▶ [WORK ITEM]: In your reply, reproduce the lines from the first one below to the line containing "pub trait PermissionGate: Send", inclusive, exactly as they stand.

"""

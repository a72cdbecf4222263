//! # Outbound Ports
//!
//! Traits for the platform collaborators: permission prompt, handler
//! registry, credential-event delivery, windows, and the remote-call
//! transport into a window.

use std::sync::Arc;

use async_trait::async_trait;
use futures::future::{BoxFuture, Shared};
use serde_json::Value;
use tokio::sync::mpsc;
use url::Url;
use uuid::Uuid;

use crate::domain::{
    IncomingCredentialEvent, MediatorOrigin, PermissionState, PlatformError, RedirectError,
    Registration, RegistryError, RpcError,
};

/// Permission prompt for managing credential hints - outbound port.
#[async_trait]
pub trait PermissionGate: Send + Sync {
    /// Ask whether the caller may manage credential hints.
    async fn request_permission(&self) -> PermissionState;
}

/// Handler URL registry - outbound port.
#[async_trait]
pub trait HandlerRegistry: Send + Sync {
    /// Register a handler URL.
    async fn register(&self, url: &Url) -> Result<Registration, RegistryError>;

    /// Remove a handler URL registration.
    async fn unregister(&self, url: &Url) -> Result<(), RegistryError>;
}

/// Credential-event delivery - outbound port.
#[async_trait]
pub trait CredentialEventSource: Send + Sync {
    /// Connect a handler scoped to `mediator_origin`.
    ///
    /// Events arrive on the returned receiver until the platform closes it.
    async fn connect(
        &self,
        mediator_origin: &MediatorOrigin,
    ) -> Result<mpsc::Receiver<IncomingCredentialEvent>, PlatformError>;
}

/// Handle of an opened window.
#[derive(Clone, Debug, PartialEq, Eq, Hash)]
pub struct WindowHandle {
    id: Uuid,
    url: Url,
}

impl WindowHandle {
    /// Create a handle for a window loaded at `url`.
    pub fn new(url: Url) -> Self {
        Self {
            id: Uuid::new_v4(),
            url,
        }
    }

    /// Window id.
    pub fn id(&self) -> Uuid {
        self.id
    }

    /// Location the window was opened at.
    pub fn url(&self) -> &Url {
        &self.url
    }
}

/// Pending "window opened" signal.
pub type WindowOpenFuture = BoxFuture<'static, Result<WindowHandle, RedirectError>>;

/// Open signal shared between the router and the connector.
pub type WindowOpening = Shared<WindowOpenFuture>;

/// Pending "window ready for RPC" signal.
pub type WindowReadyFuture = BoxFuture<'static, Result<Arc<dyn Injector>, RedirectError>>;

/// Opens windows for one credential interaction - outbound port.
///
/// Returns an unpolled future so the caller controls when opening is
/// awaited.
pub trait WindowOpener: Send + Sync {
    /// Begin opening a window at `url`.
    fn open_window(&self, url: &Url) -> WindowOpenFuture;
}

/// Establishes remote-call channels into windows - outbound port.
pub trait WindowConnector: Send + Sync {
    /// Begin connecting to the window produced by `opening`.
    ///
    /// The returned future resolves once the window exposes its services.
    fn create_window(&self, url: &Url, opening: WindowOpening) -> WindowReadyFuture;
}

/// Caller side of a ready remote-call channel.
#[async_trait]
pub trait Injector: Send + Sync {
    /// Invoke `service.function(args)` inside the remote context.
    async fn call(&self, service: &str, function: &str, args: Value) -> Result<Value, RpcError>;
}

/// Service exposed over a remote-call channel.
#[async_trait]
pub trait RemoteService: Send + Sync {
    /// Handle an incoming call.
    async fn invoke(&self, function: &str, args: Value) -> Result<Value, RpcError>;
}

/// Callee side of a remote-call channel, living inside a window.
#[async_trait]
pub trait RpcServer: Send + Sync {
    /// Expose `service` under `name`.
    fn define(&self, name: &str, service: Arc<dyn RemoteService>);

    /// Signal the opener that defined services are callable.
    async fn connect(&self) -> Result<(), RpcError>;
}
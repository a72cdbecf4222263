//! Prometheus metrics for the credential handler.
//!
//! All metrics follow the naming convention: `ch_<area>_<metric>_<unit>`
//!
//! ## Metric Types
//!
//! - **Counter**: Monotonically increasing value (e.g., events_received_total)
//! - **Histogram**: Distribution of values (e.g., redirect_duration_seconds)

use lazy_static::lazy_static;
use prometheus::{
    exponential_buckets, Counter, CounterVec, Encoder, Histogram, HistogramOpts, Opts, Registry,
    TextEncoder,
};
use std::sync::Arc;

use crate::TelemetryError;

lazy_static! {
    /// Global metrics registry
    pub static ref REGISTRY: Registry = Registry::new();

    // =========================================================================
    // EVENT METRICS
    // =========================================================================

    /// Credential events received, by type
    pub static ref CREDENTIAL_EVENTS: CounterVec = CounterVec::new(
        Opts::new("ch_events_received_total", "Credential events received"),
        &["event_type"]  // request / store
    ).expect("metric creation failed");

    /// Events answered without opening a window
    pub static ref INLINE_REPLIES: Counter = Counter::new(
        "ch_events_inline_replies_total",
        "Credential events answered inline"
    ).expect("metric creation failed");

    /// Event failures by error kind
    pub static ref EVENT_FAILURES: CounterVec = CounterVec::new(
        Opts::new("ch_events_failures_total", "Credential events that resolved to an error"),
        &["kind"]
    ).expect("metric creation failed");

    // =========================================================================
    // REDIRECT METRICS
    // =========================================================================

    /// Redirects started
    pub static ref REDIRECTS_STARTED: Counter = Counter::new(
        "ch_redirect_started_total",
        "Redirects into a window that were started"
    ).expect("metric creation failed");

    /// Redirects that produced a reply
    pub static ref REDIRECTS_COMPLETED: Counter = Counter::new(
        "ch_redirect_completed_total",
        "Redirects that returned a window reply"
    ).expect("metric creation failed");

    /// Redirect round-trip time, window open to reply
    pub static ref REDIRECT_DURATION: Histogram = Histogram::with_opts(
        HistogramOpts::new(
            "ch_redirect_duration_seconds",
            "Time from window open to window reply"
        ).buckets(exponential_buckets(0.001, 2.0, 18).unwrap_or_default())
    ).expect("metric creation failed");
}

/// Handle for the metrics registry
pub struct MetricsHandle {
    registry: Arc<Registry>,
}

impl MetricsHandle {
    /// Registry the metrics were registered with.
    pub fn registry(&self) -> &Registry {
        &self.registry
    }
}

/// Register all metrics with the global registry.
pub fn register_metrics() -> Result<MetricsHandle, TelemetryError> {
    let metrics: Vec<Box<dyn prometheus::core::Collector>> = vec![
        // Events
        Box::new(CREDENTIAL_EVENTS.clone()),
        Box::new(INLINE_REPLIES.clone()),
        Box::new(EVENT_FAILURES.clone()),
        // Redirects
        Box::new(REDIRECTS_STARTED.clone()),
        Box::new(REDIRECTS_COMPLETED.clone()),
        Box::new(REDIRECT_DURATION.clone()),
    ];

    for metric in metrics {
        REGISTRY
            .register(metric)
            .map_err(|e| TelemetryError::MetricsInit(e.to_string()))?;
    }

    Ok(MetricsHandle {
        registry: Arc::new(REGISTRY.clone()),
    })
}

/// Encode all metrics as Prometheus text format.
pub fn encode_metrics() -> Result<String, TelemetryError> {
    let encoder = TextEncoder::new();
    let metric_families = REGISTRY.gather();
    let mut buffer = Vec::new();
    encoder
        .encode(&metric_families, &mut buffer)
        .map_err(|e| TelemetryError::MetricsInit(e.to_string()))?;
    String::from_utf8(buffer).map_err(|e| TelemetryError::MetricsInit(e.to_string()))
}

"""

▶ [EXERCISE ANSWER]:
repository a72cdbecf4222263
//! # Outbound Ports
//!
//! Traits for the platform collaborators: permission prompt, handler
//! registry, credential-event delivery, windows, and the remote-call
//! transport into a window.

use std::sync::Arc;

use async_trait::async_trait;
use futures::future::{BoxFuture, Shared};
use serde_json::Value;
use tokio::sync::mpsc;
use url::Url;
use uuid::Uuid;

use crate::domain::{
    IncomingCredentialEvent, MediatorOrigin, PermissionState, PlatformError, RedirectError,
    Registration, RegistryError, RpcError,
};

/// Permission prompt for managing credential hints - outbound port.
#[async_trait]
pub trait PermissionGate: Send + Sync {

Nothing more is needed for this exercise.